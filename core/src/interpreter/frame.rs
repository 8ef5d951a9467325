//! Execution frames
//!
//! A [`Frame`] holds the variable slots a statement tree executes against. It
//! is a shared handle: a `when` statement captures a clone of it so the
//! trigger can evaluate its condition and run its body against the same
//! bindings long after the creating statement returned.

use std::cell::{Cell, RefCell};
use std::rc::Rc;

use super::errors::RuntimeError;
use super::host::{Host, SessionId};
use super::statements::StmtId;
use super::trigger::Trigger;
use super::types::Val;

struct FrameInner {
    slots: RefCell<Vec<Option<Val>>>,
    host: Rc<Host>,
    session: Option<SessionId>,
    next_stmt: Cell<Option<StmtId>>,
    delayed: RefCell<Option<Rc<Trigger>>>,
}

/// Shared variable-binding context
#[derive(Clone)]
pub struct Frame(Rc<FrameInner>);

impl Frame {
    pub fn new(size: usize, host: Rc<Host>) -> Self {
        Self::build(size, host, None)
    }

    /// Frame owned by a session; triggers created against it are cancelled
    /// when the session closes
    pub fn with_session(size: usize, host: Rc<Host>, session: SessionId) -> Self {
        Self::build(size, host, Some(session))
    }

    fn build(size: usize, host: Rc<Host>, session: Option<SessionId>) -> Self {
        Frame(Rc::new(FrameInner {
            slots: RefCell::new(vec![None; size]),
            host,
            session,
            next_stmt: Cell::new(None),
            delayed: RefCell::new(None),
        }))
    }

    pub fn size(&self) -> usize {
        self.0.slots.borrow().len()
    }

    /// Value bound to `slot`; `name` is only used for the error
    pub fn get(&self, slot: usize, name: &str) -> Result<Val, RuntimeError> {
        self.0
            .slots
            .borrow()
            .get(slot)
            .cloned()
            .flatten()
            .ok_or_else(|| RuntimeError::Unbound(name.to_string()))
    }

    pub fn is_bound(&self, slot: usize) -> bool {
        matches!(self.0.slots.borrow().get(slot), Some(Some(_)))
    }

    pub fn set(&self, slot: usize, value: Val) {
        let mut slots = self.0.slots.borrow_mut();
        if slot >= slots.len() {
            slots.resize(slot + 1, None);
        }
        slots[slot] = Some(value);
    }

    pub fn clear(&self, slot: usize) {
        if let Some(s) = self.0.slots.borrow_mut().get_mut(slot) {
            *s = None;
        }
    }

    pub fn host(&self) -> &Rc<Host> {
        &self.0.host
    }

    pub fn session(&self) -> Option<SessionId> {
        self.0.session
    }

    /// Record the statement about to execute, for debuggers
    pub fn set_next_stmt(&self, id: Option<StmtId>) {
        self.0.next_stmt.set(id);
    }

    pub fn next_stmt(&self) -> Option<StmtId> {
        self.0.next_stmt.get()
    }

    /// Whether a `return when` has deferred this frame's result
    pub fn has_delayed(&self) -> bool {
        self.0.delayed.borrow().is_some()
    }

    pub fn set_delayed(&self, trigger: Rc<Trigger>) {
        *self.0.delayed.borrow_mut() = Some(trigger);
    }

    /// The trigger that will produce this frame's deferred result
    pub fn delayed_trigger(&self) -> Option<Rc<Trigger>> {
        self.0.delayed.borrow().clone()
    }

    /// Number of live handles to this frame (the caller's included)
    pub fn ref_count(&self) -> usize {
        Rc::strong_count(&self.0)
    }

    pub fn ptr_eq(&self, other: &Frame) -> bool {
        Rc::ptr_eq(&self.0, &other.0)
    }
}

impl std::fmt::Debug for Frame {
    fn fmt(&self, f: &mut std::fmt::Formatter<'_>) -> std::fmt::Result {
        f.debug_struct("Frame")
            .field("slots", &self.0.slots.borrow().len())
            .field("session", &self.0.session)
            .field("delayed", &self.has_delayed())
            .finish()
    }
}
_ _ _
WORK ORDER: Report every line of the records that contains the word "None".

SOLVED PROBLEM:
        Self::build(size, host, None)
            slots: RefCell::new(vec![None; size]),
            next_stmt: Cell::new(None),
            delayed: RefCell::new(None),
            slots.resize(slot + 1, None);
            *s = None;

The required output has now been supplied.